We estimated ordinary least squares (OLS) regressions to examine the association of IPI with the dependent variable, net of the control variables. While OLS is a well-accepted tool for understanding associations, OLS estimates are biased when the dependent variables are spatially clustered (Anselin, 2005). Ignoring spatial clustering may be a problem as more variables become significant because standard errors appear smaller than they really are. To account for the spatial correlations, we estimated spatial error regression (SER). SER evaluates spatial clustering of the dependent variable that is not explained by the independent and control variables (Anselin, 2005). SER models account for the unobserved heterogeneity above and beyond the independent variables included in the model. We also estimated spatial autocorrelation coefficients which indicate the fitness of SER models.
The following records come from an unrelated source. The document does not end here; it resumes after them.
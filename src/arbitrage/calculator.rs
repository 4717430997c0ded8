//! Surebet math: inverse-odds sum, ROI and stake allocation.

use rust_decimal::{Decimal, RoundingStrategy};
use rust_decimal_macros::dec;
use time::OffsetDateTime;

use super::aggregator::BestPrice;
use crate::error::ArbitrageError;
use crate::odds::{Event, Side};

/// Decimal places ROI is rounded to (for display and threshold checks).
pub const ROI_DECIMALS: u32 = 2;

/// Upper bound on the stake rounding precision.
pub const MAX_STAKE_PRECISION: u32 = 8;

/// Largest accepted total stake.
pub const MAX_TOTAL_STAKE: Decimal = dec!(1000000000);

/// Stake split for a two-way surebet.
#[derive(Debug, Clone, PartialEq, Eq)]
pub struct StakePlan {
    /// Odds for outcome A.
    pub odds_a: Decimal,
    /// Odds for outcome B.
    pub odds_b: Decimal,
    /// `1/odds_a + 1/odds_b`, strictly below one.
    pub inverse_sum: Decimal,
    /// Guaranteed return in percent, rounded to [`ROI_DECIMALS`].
    pub roi: Decimal,
    /// Total amount staked.
    pub total_stake: Decimal,
    /// Stake on outcome A, rounded to the stake precision.
    pub stake_a: Decimal,
    /// Stake on outcome B, always `total_stake - stake_a`.
    pub stake_b: Decimal,
    /// Expected profit, `total_stake * roi / 100`.
    pub profit: Decimal,
}

impl StakePlan {
    /// Return if outcome A wins.
    pub fn payout_a(&self) -> Decimal {
        self.stake_a.saturating_mul(self.odds_a)
    }

    /// Return if outcome B wins.
    pub fn payout_b(&self) -> Decimal {
        self.stake_b.saturating_mul(self.odds_b)
    }

    /// Absolute difference between the two payouts (rounding residue).
    pub fn payout_spread(&self) -> Decimal {
        (self.payout_a() - self.payout_b()).abs()
    }
}

/// Result of the arbitrage test for one pair of odds.
#[derive(Debug, Clone, PartialEq, Eq)]
pub enum ArbitrageCheck {
    /// The pair is a surebet.
    Surebet(StakePlan),
    /// Implied probabilities sum to one or more.
    NoOpportunity {
        /// The computed inverse sum.
        inverse_sum: Decimal,
    },
}

impl ArbitrageCheck {
    /// The stake plan, if this is a surebet.
    pub fn surebet(self) -> Option<StakePlan> {
        match self {
            ArbitrageCheck::Surebet(plan) => Some(plan),
            ArbitrageCheck::NoOpportunity { .. } => None,
        }
    }
}

/// Reject odds that are not strictly greater than 1.0.
pub fn validate_odds(odds: Decimal) -> Result<Decimal, ArbitrageError> {
    if odds > Decimal::ONE {
        Ok(odds)
    } else {
        Err(ArbitrageError::InvalidOdds { odds })
    }
}

/// Reject a total stake that is not strictly positive, exceeds
/// [`MAX_TOTAL_STAKE`] or has more decimals than `stake_precision`.
pub fn validate_stake(total_stake: Decimal, stake_precision: u32) -> Result<Decimal, ArbitrageError> {
    if total_stake <= Decimal::ZERO
        || total_stake > MAX_TOTAL_STAKE
        || total_stake.normalize().scale() > stake_precision
    {
        return Err(ArbitrageError::InvalidStake(total_stake));
    }
    Ok(total_stake)
}

/// Reject a stake precision above [`MAX_STAKE_PRECISION`].
pub fn validate_precision(stake_precision: u32) -> Result<u32, ArbitrageError> {
    if stake_precision > MAX_STAKE_PRECISION {
        return Err(ArbitrageError::InvalidParameter(format!(
            "stake precision {} exceeds {}",
            stake_precision, MAX_STAKE_PRECISION
        )));
    }
    Ok(stake_precision)
}

/// Implied probability sum `1/odds_a + 1/odds_b`.
pub fn inverse_sum(odds_a: Decimal, odds_b: Decimal) -> Decimal {
    Decimal::ONE / odds_a + Decimal::ONE / odds_b
}

/// ROI in percent for an inverse sum, rounded to [`ROI_DECIMALS`].
pub fn roi_from_inverse_sum(inverse_sum: Decimal) -> Result<Decimal, ArbitrageError> {
    let roi = Decimal::ONE
        .checked_div(inverse_sum)
        .and_then(|gross| (gross - Decimal::ONE).checked_mul(Decimal::ONE_HUNDRED))
        .ok_or(ArbitrageError::Overflow("roi"))?;
    Ok(roi.round_dp_with_strategy(ROI_DECIMALS, RoundingStrategy::MidpointAwayFromZero))
}

/// Run the arbitrage test and, for a surebet, split `total_stake` across both outcomes.
///
/// Leg A is rounded to `stake_precision` decimals and leg B is the remainder, so
/// `stake_a + stake_b == total_stake` exactly. A boundary inverse sum of exactly
/// one is not a surebet. Arithmetic that would overflow is reported as
/// [`ArbitrageError::Overflow`] instead of panicking.
pub fn calculate(
    odds_a: Decimal,
    odds_b: Decimal,
    total_stake: Decimal,
    stake_precision: u32,
) -> Result<ArbitrageCheck, ArbitrageError> {
    let stake_precision = validate_precision(stake_precision)?;
    let total_stake = validate_stake(total_stake, stake_precision)?;
    let odds_a = validate_odds(odds_a)?;
    let odds_b = validate_odds(odds_b)?;

    let inverse_sum = inverse_sum(odds_a, odds_b);
    if inverse_sum >= Decimal::ONE {
        return Ok(ArbitrageCheck::NoOpportunity { inverse_sum });
    }

    let roi = roi_from_inverse_sum(inverse_sum)?;
    let stake_a = total_stake
        .checked_mul(Decimal::ONE / odds_a)
        .and_then(|weighted| weighted.checked_div(inverse_sum))
        .ok_or(ArbitrageError::Overflow("stake"))?
        .round_dp_with_strategy(stake_precision, RoundingStrategy::MidpointAwayFromZero)
        .clamp(Decimal::ZERO, total_stake);
    let stake_b = total_stake - stake_a;
    let profit = total_stake
        .checked_mul(roi)
        .ok_or(ArbitrageError::Overflow("profit"))?
        / Decimal::ONE_HUNDRED;
    let profit = profit.round_dp_with_strategy(stake_precision, RoundingStrategy::MidpointAwayFromZero);

    if stake_a.checked_mul(odds_a).is_none() || stake_b.checked_mul(odds_b).is_none() {
        return Err(ArbitrageError::Overflow("payout"));
    }

    Ok(ArbitrageCheck::Surebet(StakePlan {
        odds_a,
        odds_b,
        inverse_sum,
        roi,
        total_stake,
        stake_a,
        stake_b,
        profit,
    }))
}

/// Event fields carried along with an opportunity for rendering.
#[derive(Debug, Clone, PartialEq)]
pub struct EventSummary {
    /// Event identifier.
    pub id: String,
    /// Sport key.
    pub sport_key: String,
    /// Sport title.
    pub sport_title: String,
    /// Outcome A label.
    pub home: String,
    /// Outcome B label.
    pub away: String,
    /// Scheduled start, UTC.
    pub commence_time: OffsetDateTime,
}

impl From<&Event> for EventSummary {
    fn from(event: &Event) -> Self {
        Self {
            id: event.id.clone(),
            sport_key: event.sport_key.clone(),
            sport_title: event.sport_title.clone(),
            home: event.home.clone(),
            away: event.away.clone(),
            commence_time: event.commence_time,
        }
    }
}

/// One side of a surebet.
#[derive(Debug, Clone, PartialEq)]
pub struct Leg {
    /// Side of the event.
    pub side: Side,
    /// Outcome label.
    pub outcome: String,
    /// Bookmaker key.
    pub bookmaker: String,
    /// Bookmaker display name.
    pub bookmaker_title: String,
    /// Bookmaker page for the event, if known.
    pub link: Option<String>,
    /// Best decimal odds.
    pub odds: Decimal,
    /// Amount to stake on this leg.
    pub stake: Decimal,
}

impl Leg {
    /// Return if this leg wins.
    pub fn payout(&self) -> Decimal {
        self.stake.saturating_mul(self.odds)
    }

    fn new(price: &BestPrice, stake: Decimal) -> Self {
        Self {
            side: price.side,
            outcome: price.outcome.clone(),
            bookmaker: price.bookmaker.key.clone(),
            bookmaker_title: price.bookmaker.title.clone(),
            link: price.bookmaker.link.clone(),
            odds: price.odds,
            stake,
        }
    }
}

/// Detected surebet for an event.
#[derive(Debug, Clone, PartialEq)]
pub struct Opportunity {
    /// The event.
    pub event: EventSummary,
    /// Outcome A leg.
    pub home: Leg,
    /// Outcome B leg.
    pub away: Leg,
    /// Implied probability sum.
    pub inverse_sum: Decimal,
    /// Guaranteed return in percent.
    pub roi: Decimal,
    /// Total amount staked across both legs.
    pub total_stake: Decimal,
    /// Expected profit.
    pub profit: Decimal,
    /// Timestamp when the opportunity was computed.
    pub detected_at: OffsetDateTime,
}

impl Opportunity {
    /// Assemble an opportunity from the chosen prices and their stake plan.
    pub fn new(
        event: &Event,
        home: &BestPrice,
        away: &BestPrice,
        plan: &StakePlan,
        detected_at: OffsetDateTime,
    ) -> Self {
        Self {
            event: EventSummary::from(event),
            home: Leg::new(home, plan.stake_a),
            away: Leg::new(away, plan.stake_b),
            inverse_sum: plan.inverse_sum,
            roi: plan.roi,
            total_stake: plan.total_stake,
            profit: plan.profit,
            detected_at,
        }
    }

    /// Both legs, home first.
    pub fn legs(&self) -> [&Leg; 2] {
        [&self.home, &self.away]
    }

    /// Identity of the bet (event, bookmakers, odds), ignoring detection time.
    pub fn key(&self) -> String {
        format!(
            "{}|{}@{}|{}@{}",
            self.event.id, self.home.bookmaker, self.home.odds, self.away.bookmaker, self.away.odds
        )
    }
}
Finally, we estimated SER models to examine the independent association of 5 dimensions of the IPI with the two outcomes. We used queen’s weight matrix for estimating Moran’s I, LISA and spatial regression.

All variables were adjusted by survey sampling weights provided with NFHS-4. The spatial analysis was conducted in ArcGIS and GeodaSpace; all other analyses were conducted using STATA 16.

Results

Descriptive Results

The average IPI value at the district-level was 30.6. IPI ranged between 14.5 (Jaintia Hills district in Meghalaya) and 36.6 (Gaya district in Bihar) (Table 2). The average TFR was 3.3 children per women; the TFR ranged between as low as 1.6 (Kolkata district in West Bengal) and 5.8 (Araria district in Bihar). The average excess female child mortality was 15.8 per 1,000 live births. Excess female child mortality ranged between −17.2 per 1,000 live births (South Andaman district in Andaman and Nicobar Island) and 52.8 per 1,000 live births (Morena district in Madhya Pradesh).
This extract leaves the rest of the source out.